HSV as A Platform for the Generation of Retargeted, Armed, and Reporter-Expressing Oncolytic Viruses

Previously, we engineered oncolytic herpes simplex viruses (o-HSVs) retargeted to the HER2 (epidermal growth factor receptor 2) tumor cell specific receptor by the insertion of a single chain antibody (scFv) to HER2 in gD, gH, or gB. Here, the insertion of scFvs to three additional cancer targets-EGFR (epidermal growth factor receptor), EGFRvIII, and PSMA (prostate specific membrane antigen)-in gD Delta 6-38 enabled the generation of specifically retargeted o-HSVs.
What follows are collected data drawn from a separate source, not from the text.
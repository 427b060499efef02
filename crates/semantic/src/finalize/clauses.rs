// Copyright (c) 2025 woxQAQ
//
// Licensed under the MIT License or Apache License 2.0
// See LICENSE files for details

//! Clause shape rules, checked once a clause's children are finalized.
//! Failures name the offending node.

use crate::context::ResolutionContext;
use crate::error::SemanticError;
use ecsql_function_registry::FunctionType;
use ecsql_ir::{Exp, ExpTree, NodeId, TypeInfo};

type ClauseResult = Result<(), (NodeId, SemanticError)>;

/// Text of a node for error messages
fn describe(tree: &ExpTree, node: NodeId) -> String {
    ecsql_codegen::render_ecsql(tree, node).unwrap_or_else(|_| tree.kind(node).kind_name().to_string())
}

/// Parameters and open types pass every operand rule
fn is_unchecked(tree: &ExpTree, node: NodeId) -> bool {
    tree.kind(node).is_parameter() || tree.type_info(node).is_none_or(TypeInfo::is_open)
}

/// A key is constant when no property is referenced outside its subqueries
fn is_constant(tree: &ExpTree, key: NodeId) -> bool {
    let mut pending = vec![key];
    while let Some(node) = pending.pop() {
        match tree.kind(node) {
            Exp::PropertyName(_) => return false,
            Exp::Subquery | Exp::Exists => {}
            _ => pending.extend_from_slice(tree.children(node)),
        }
    }
    true
}

/// GROUP BY keys may not be parameters, constants or navigation values
pub(super) fn check_group_by(tree: &ExpTree, id: NodeId) -> ClauseResult {
    for &key in tree.children(id) {
        let invalid = is_constant(tree, key) || tree.type_info(key).is_some_and(TypeInfo::is_navigation);
        if invalid {
            return Err((key, SemanticError::InvalidGroupByOperand(describe(tree, key))));
        }
    }
    Ok(())
}

/// HAVING requires a GROUP BY in the same SELECT
pub(super) fn check_having(tree: &ExpTree, id: NodeId) -> ClauseResult {
    let grouped = tree
        .parent(id)
        .and_then(|select| tree.find_child(select, |k| matches!(k, Exp::GroupBy)))
        .is_some();
    if grouped {
        Ok(())
    } else {
        Err((id, SemanticError::HavingWithoutGroupBy(describe(tree, id))))
    }
}

/// ORDER BY keys must be scalar primitives other than points and geometries
pub(super) fn check_order_by(tree: &ExpTree, id: NodeId) -> ClauseResult {
    for &spec in tree.children(id) {
        let Some(key) = tree.child(spec, 0) else {
            continue;
        };
        if is_unchecked(tree, key) {
            continue;
        }
        let orderable = tree
            .type_info(key)
            .and_then(TypeInfo::as_primitive)
            .is_some_and(|kind| !kind.is_spatial());
        if !orderable {
            return Err((key, SemanticError::InvalidOrderByOperand(describe(tree, key))));
        }
    }
    Ok(())
}

pub(super) fn check_limit_offset(tree: &ExpTree, id: NodeId) -> ClauseResult {
    for &operand in tree.children(id) {
        if !is_unchecked(tree, operand) && !tree.type_info(operand).is_some_and(TypeInfo::is_numeric) {
            return Err((
                operand,
                SemanticError::InvalidLimitOffsetOperand(describe(tree, operand)),
            ));
        }
    }
    Ok(())
}

/// `n PRECEDING` and `n FOLLOWING` offsets must be numeric
pub(super) fn check_window_frame(tree: &ExpTree, id: NodeId) -> ClauseResult {
    for &offset in tree.children(id) {
        if !is_unchecked(tree, offset) && !tree.type_info(offset).is_some_and(TypeInfo::is_numeric) {
            return Err((
                offset,
                SemanticError::InvalidWindowFunction(format!(
                    "frame offset {} is not numeric",
                    describe(tree, offset)
                )),
            ));
        }
    }
    Ok(())
}

/// `OVER` takes aggregate and window functions, and named windows must be
/// declared by the enclosing SELECT
pub(super) fn check_window_function(tree: &ExpTree, ctx: &ResolutionContext, id: NodeId) -> ClauseResult {
    let Some(call) = tree.child(id, 0) else {
        return Ok(());
    };
    if let Exp::FunctionCall(function) = tree.kind(call) {
        let scalar = ctx
            .functions()
            .get_function(&function.name)
            .is_some_and(|f| f.function_type == FunctionType::Scalar);
        if scalar {
            return Err((
                call,
                SemanticError::InvalidWindowFunction(format!(
                    "{} is not an aggregate or window function",
                    function.name
                )),
            ));
        }
    }

    let mut referenced = Vec::new();
    if let Exp::WindowFunction(window) = tree.kind(id) {
        referenced.extend(window.window_name.clone());
    }
    if let Some(spec) = tree.child(id, 1)
        && let Exp::WindowSpec { base: Some(base) } = tree.kind(spec)
    {
        referenced.push(base.clone());
    }
    for name in referenced {
        if !declared_windows(tree, id).iter().any(|w| w.eq_ignore_ascii_case(&name)) {
            return Err((
                id,
                SemanticError::InvalidWindowFunction(format!("window '{name}' is not defined")),
            ));
        }
    }
    Ok(())
}

/// Names declared by the WINDOW clause of the SELECT enclosing `node`
fn declared_windows(tree: &ExpTree, node: NodeId) -> Vec<String> {
    tree.find_ancestor(node, |k| matches!(k, Exp::SingleSelect(_)))
        .and_then(|select| tree.find_child(select, |k| matches!(k, Exp::WindowClause)))
        .map(|clause| {
            tree.children(clause)
                .iter()
                .filter_map(|&w| match tree.kind(w) {
                    Exp::NamedWindow { name } => Some(name.clone()),
                    _ => None,
                })
                .collect()
        })
        .unwrap_or_default()
}

#[cfg(test)]
mod tests {
    use super::*;
    use crate::testing;
    use ecsql_ir::{
        BinaryValueOperator, ClassNameRef, FunctionCall, Literal, PrimitiveType, SelectClauses,
        SortDirection, UnaryValueOperator,
    };

    fn typed(tree: &mut ExpTree, literal: Literal) -> NodeId {
        let node = tree.literal(literal.clone());
        tree.set_type(node, literal.type_info()).unwrap();
        node
    }

    #[test]
    fn test_group_by_rejects_constants_and_parameters() {
        let mut tree = ExpTree::new();
        let constant = typed(&mut tree, Literal::Long(1));
        let group = tree.add(Exp::GroupBy, [constant]);
        assert_eq!(check_group_by(&tree, group).unwrap_err().0, constant);

        let param = tree.parameter(None);
        let group = tree.add(Exp::GroupBy, [param]);
        assert!(check_group_by(&tree, group).is_err());

        let nav = tree.property("Parent");
        tree.set_type(nav, TypeInfo::navigation("ecsql.PSA")).unwrap();
        let group = tree.add(Exp::GroupBy, [nav]);
        assert!(check_group_by(&tree, group).is_err());
    }

    #[test]
    fn test_group_by_rejects_constant_expressions() {
        let mut tree = ExpTree::new();
        let one = typed(&mut tree, Literal::Long(1));
        let negated = tree.unary(UnaryValueOperator::Minus, one);
        let group = tree.add(Exp::GroupBy, [negated]);
        let (node, err) = check_group_by(&tree, group).unwrap_err();
        assert_eq!(node, negated);
        assert_eq!(err.code(), "InvalidGroupByOperand");

        let lhs = typed(&mut tree, Literal::Long(1));
        let rhs = typed(&mut tree, Literal::Long(1));
        let sum = tree.binary(lhs, BinaryValueOperator::Plus, rhs);
        let sum = tree.parenthesize(sum);
        let group = tree.add(Exp::GroupBy, [sum]);
        assert!(check_group_by(&tree, group).is_err());

        let property = tree.property("I");
        tree.set_type(property, TypeInfo::primitive(PrimitiveType::Integer)).unwrap();
        let offset = typed(&mut tree, Literal::Long(1));
        let shifted = tree.binary(property, BinaryValueOperator::Plus, offset);
        tree.set_type(shifted, TypeInfo::long()).unwrap();
        let group = tree.add(Exp::GroupBy, [shifted]);
        assert!(check_group_by(&tree, group).is_ok());
    }

    #[test]
    fn test_order_by_rejects_points() {
        let mut tree = ExpTree::new();
        let point = tree.property("P2D");
        tree.set_type(point, TypeInfo::primitive(PrimitiveType::Point2d)).unwrap();
        let param = tree.parameter(None);
        let spec = tree.add(Exp::OrderBySpec(SortDirection::Ascending), [param]);
        let ok = tree.add(Exp::OrderBy, [spec]);
        assert!(check_order_by(&tree, ok).is_ok());

        let spec = tree.add(Exp::OrderBySpec(SortDirection::Ascending), [point]);
        let bad = tree.add(Exp::OrderBy, [spec]);
        let (node, err) = check_order_by(&tree, bad).unwrap_err();
        assert_eq!(node, point);
        assert_eq!(err.code(), "InvalidOrderByOperand");
    }

    #[test]
    fn test_limit_must_be_numeric() {
        let mut tree = ExpTree::new();
        let text = typed(&mut tree, Literal::String("10".into()));
        let limit = tree.add(Exp::LimitOffset, [text]);
        assert!(check_limit_offset(&tree, limit).is_err());

        let number = typed(&mut tree, Literal::Long(10));
        let param = tree.parameter(Some("offset"));
        let limit = tree.add(Exp::LimitOffset, [number, param]);
        assert!(check_limit_offset(&tree, limit).is_ok());
    }

    #[test]
    fn test_having_requires_group_by() {
        let mut tree = ExpTree::new();
        let item = tree.property("I");
        let item = tree.derived(item, None);
        let from = tree.class_name(ClassNameRef::new(Some("ecsql"), "P"));
        let inside = tree.property("S");
        let count = tree.function(FunctionCall::new("count"), vec![inside]);
        let single = tree.single_select(SelectClauses::new(vec![item], vec![from]).with_having(count));
        let having = tree.find_child(single, |k| matches!(k, Exp::Having)).unwrap();
        let (node, err) = check_having(&tree, having).unwrap_err();
        assert_eq!(node, having);
        assert_eq!(err.code(), "HavingWithoutGroupBy");

        let mut tree = ExpTree::new();
        let item = tree.property("I");
        let item = tree.derived(item, None);
        let from = tree.class_name(ClassNameRef::new(Some("ecsql"), "P"));
        let key = tree.property("I");
        let inside = tree.property("S");
        let count = tree.function(FunctionCall::new("count"), vec![inside]);
        let single = tree.single_select(
            SelectClauses::new(vec![item], vec![from])
                .with_group_by(vec![key])
                .with_having(count),
        );
        let having = tree.find_child(single, |k| matches!(k, Exp::Having)).unwrap();
        assert!(check_having(&tree, having).is_ok());
    }

    #[test]
    fn test_named_window_must_be_declared() {
        let ctx = testing::context();
        let mut tree = ExpTree::new();
        let call = tree.function(FunctionCall::new("row_number"), vec![]);
        let over = tree.window_function(call, Some("w"), None);
        let item = tree.derived(over, None);
        let spec = tree.window_spec(None, vec![], vec![], None);
        let single = tree.single_select(SelectClauses::new(vec![item], vec![]).with_window("W", spec));
        tree.select(single);
        assert!(check_window_function(&tree, &ctx, over).is_ok());

        let mut tree = ExpTree::new();
        let call = tree.function(FunctionCall::new("row_number"), vec![]);
        let over = tree.window_function(call, Some("w"), None);
        let item = tree.derived(over, None);
        tree.single_select(SelectClauses::new(vec![item], vec![]));
        assert!(check_window_function(&tree, &ctx, over).is_err());
    }

    #[test]
    fn test_scalar_function_cannot_take_over() {
        let ctx = testing::context();
        let mut tree = ExpTree::new();
        let call = tree.function(FunctionCall::new("upper"), vec![]);
        let spec = tree.window_spec(None, vec![], vec![], None);
        let over = tree.window_function(call, None, Some(spec));
        let (node, _) = check_window_function(&tree, &ctx, over).unwrap_err();
        assert_eq!(node, call);

        let call = tree.function(FunctionCall::new("sum"), vec![]);
        let spec = tree.window_spec(None, vec![], vec![], None);
        let over = tree.window_function(call, None, Some(spec));
        assert!(check_window_function(&tree, &ctx, over).is_ok());
    }
}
Viable recombinants resulted from the insertion of an scFv in place of aa 6-38, but not in place of aa 61-218. Hence, only the gD N-terminus accepted all tested scFv inserts. Additionally, the insertion of mIL12 in the US1-US2 intergenic region of the HER2-or EGFRvIII-retargeted o-HSVs, and the further insertion of Gaussia Luciferase, gave rise to viable recombinants capable of secreting the cytokine and the reporter. Lastly, we engineered two known mutations in gB; they increased the ability of an HER2-retargeted recombinant to spread among murine cells. Altogether, current data show that the o-HSV carrying the aa 6-38 deletion in gD serves as a platform for the specific retargeting of o-HSV tropism to a number of human cancer targets, and the retargeted o-HSVs serve as simultaneous vectors for two molecules.